*EXERCISE INSTRUCTIONS*: Copy every line of the entries that has the string "StdRng" in it.

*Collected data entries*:
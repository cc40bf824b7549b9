use std::{
    io::BufReader,
    path::{Path, PathBuf},
    sync::Arc,
    time::Duration,
};

use anyhow::Context as _;
use clap::{Parser, Subcommand};
use rand::{SeedableRng, rngs::StdRng};
use tracing_subscriber::EnvFilter;

use rgb_cover::{
    AmbientDevice, AmbientDispatcher, AppConfig, ArtworkLoader, Controller, CoverResolver,
    DisplayMachine, DisplayOptions, Fps, HassPoller, HttpFetcher, JsonLinesSource, MemorySink,
    NoPacer, PixelGrid, Resample, SettingsStore, TransitionJob, TransitionKind, WledDevice,
    decode_cover, open_sink, quantize, run_transition,
};

#[derive(Parser, Debug)]
#[command(name = "rgb-cover", version)]
struct Cli {
    #[command(subcommand)]
    cmd: Command,
}

#[derive(Subcommand, Debug)]
enum Command {
    /// Run the display daemon.
    Run(RunArgs),
    /// Render one transition to numbered PNG frames.
    Preview(PreviewArgs),
    /// Print the dominant colours of an image.
    Palette(PaletteArgs),
}

#[derive(Parser, Debug)]
struct RunArgs {
    /// Daemon configuration JSON.
    #[arg(long)]
    config: PathBuf,

    /// Read entity snapshots as JSON lines from stdin instead of polling Home Assistant.
    #[arg(long)]
    stdin: bool,
}

#[derive(Parser, Debug)]
struct PreviewArgs {
    /// Image to transition from (black when omitted).
    #[arg(long)]
    from: Option<PathBuf>,

    /// Image to transition to (not used by fadeOut).
    #[arg(long)]
    to: Option<PathBuf>,

    /// Transition name, e.g. crossfade, slideLeft, spiral, fadeOut.
    #[arg(long, default_value = "crossfade")]
    kind: String,

    #[arg(long, default_value_t = 500)]
    duration_ms: u64,

    #[arg(long, default_value_t = 30)]
    fps: u32,

    #[arg(long, default_value_t = 64)]
    size: u32,

    /// Seed for dissolve ordering.
    #[arg(long, default_value_t = 0)]
    seed: u64,

    /// Output directory for frame_0000.png, frame_0001.png, ...
    #[arg(long)]
    out: PathBuf,
}

#[derive(Parser, Debug)]
struct PaletteArgs {
    #[arg(long)]
    image: PathBuf,

    /// Number of colours.
    #[arg(short, default_value_t = 5)]
    k: usize,
}

fn main() -> anyhow::Result<()> {
    tracing_subscriber::fmt()
        .with_env_filter(EnvFilter::try_from_default_env().unwrap_or_else(|_| EnvFilter::new("info")))
        .with_target(false)
        .init();

    let cli = Cli::parse();
    match cli.cmd {
        Command::Run(args) => cmd_run(args),
        Command::Preview(args) => cmd_preview(args),
        Command::Palette(args) => cmd_palette(args),
    }
}

fn cmd_run(args: RunArgs) -> anyhow::Result<()> {
    let cfg = AppConfig::load(&args.config)?;
    let fps = cfg.frame_rate()?;
    let settings = SettingsStore::load(cfg.defaults.clone(), cfg.settings_path.clone())?;

    let sink = open_sink(cfg.display_command.as_deref(), cfg.size, cfg.size);
    let devices: Vec<Box<dyn AmbientDevice>> = cfg
        .wled_urls
        .iter()
        .map(|url| Box::new(WledDevice::new(url.as_str())) as Box<dyn AmbientDevice>)
        .collect();
    let display = DisplayMachine::new(
        sink,
        settings,
        DisplayOptions {
            width: cfg.size,
            height: cfg.size,
            fps,
        },
    )
    .with_ambient(AmbientDispatcher::spawn(devices));

    let fetcher = HttpFetcher::new(cfg.fetch_timeout(), cfg.hass_token.clone());
    let loader = ArtworkLoader::new(Arc::new(fetcher), cfg.size, cfg.size, cfg.image_sampling);
    let resolver = CoverResolver::new(
        cfg.entities.clone(),
        cfg.hass_url.clone(),
        cfg.resolver_timing(),
    );

    let controller = Controller::spawn(display, loader, resolver)?;
    controller.handle().shutdown_on_signal()?;
    if args.stdin {
        JsonLinesSource::new(BufReader::new(std::io::stdin())).spawn(controller.handle(), true)?;
    } else {
        let url = cfg
            .hass_url
            .clone()
            .context("hassUrl is required unless --stdin is given")?;
        HassPoller::new(
            url,
            cfg.hass_token.clone(),
            cfg.entities.clone(),
            cfg.poll_interval(),
            cfg.fetch_timeout(),
        )
        .spawn(controller.handle())?;
    }

    controller.join()?;
    Ok(())
}

fn load_grid(path: &Path, size: u32) -> anyhow::Result<PixelGrid> {
    let bytes = std::fs::read(path).with_context(|| format!("read image '{}'", path.display()))?;
    Ok(decode_cover(&bytes, size, size, Resample::Nearest)?)
}

fn cmd_preview(args: PreviewArgs) -> anyhow::Result<()> {
    let kind: TransitionKind = args.kind.parse()?;
    let fps = Fps::whole(args.fps)?;
    let duration = Duration::from_millis(args.duration_ms);

    let source = args
        .from
        .as_deref()
        .map(|p| load_grid(p, args.size).map(Arc::new))
        .transpose()?;
    let job = if kind == TransitionKind::FadeOut {
        let source = source.context("fadeOut needs --from")?;
        TransitionJob::fade_out(source, duration, fps)
    } else {
        let to = args.to.as_deref().context("--to is required")?;
        let target = Arc::new(load_grid(to, args.size)?);
        TransitionJob::cover_change(source, target, kind, duration, fps)
    };

    let mut sink = MemorySink::new(args.size, args.size);
    let mut rng = StdRng::seed_from_u64(args.seed);
    run_transition(&job, &mut sink, &mut NoPacer, &|| 100u8, &mut rng)?;

    std::fs::create_dir_all(&args.out)
        .with_context(|| format!("create output dir '{}'", args.out.display()))?;
    for (i, frame) in sink.frames().iter().enumerate() {
        let path = args.out.join(format!("frame_{i:04}.png"));
        frame
            .grid
            .to_rgb_image()
            .save(&path)
            .with_context(|| format!("write png '{}'", path.display()))?;
    }

    eprintln!("wrote {} frames to {}", sink.frames().len(), args.out.display());
    Ok(())
}

fn cmd_palette(args: PaletteArgs) -> anyhow::Result<()> {
    let grid = load_grid(&args.image, 64)?;
    let colors = quantize(&grid, args.k, &mut rand::rng())?;
    for c in colors {
        println!("{c}");
    }
    Ok(())
}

*THE ANSWER*:
use rand::{SeedableRng, rngs::StdRng};
    let mut rng = StdRng::seed_from_u64(args.seed);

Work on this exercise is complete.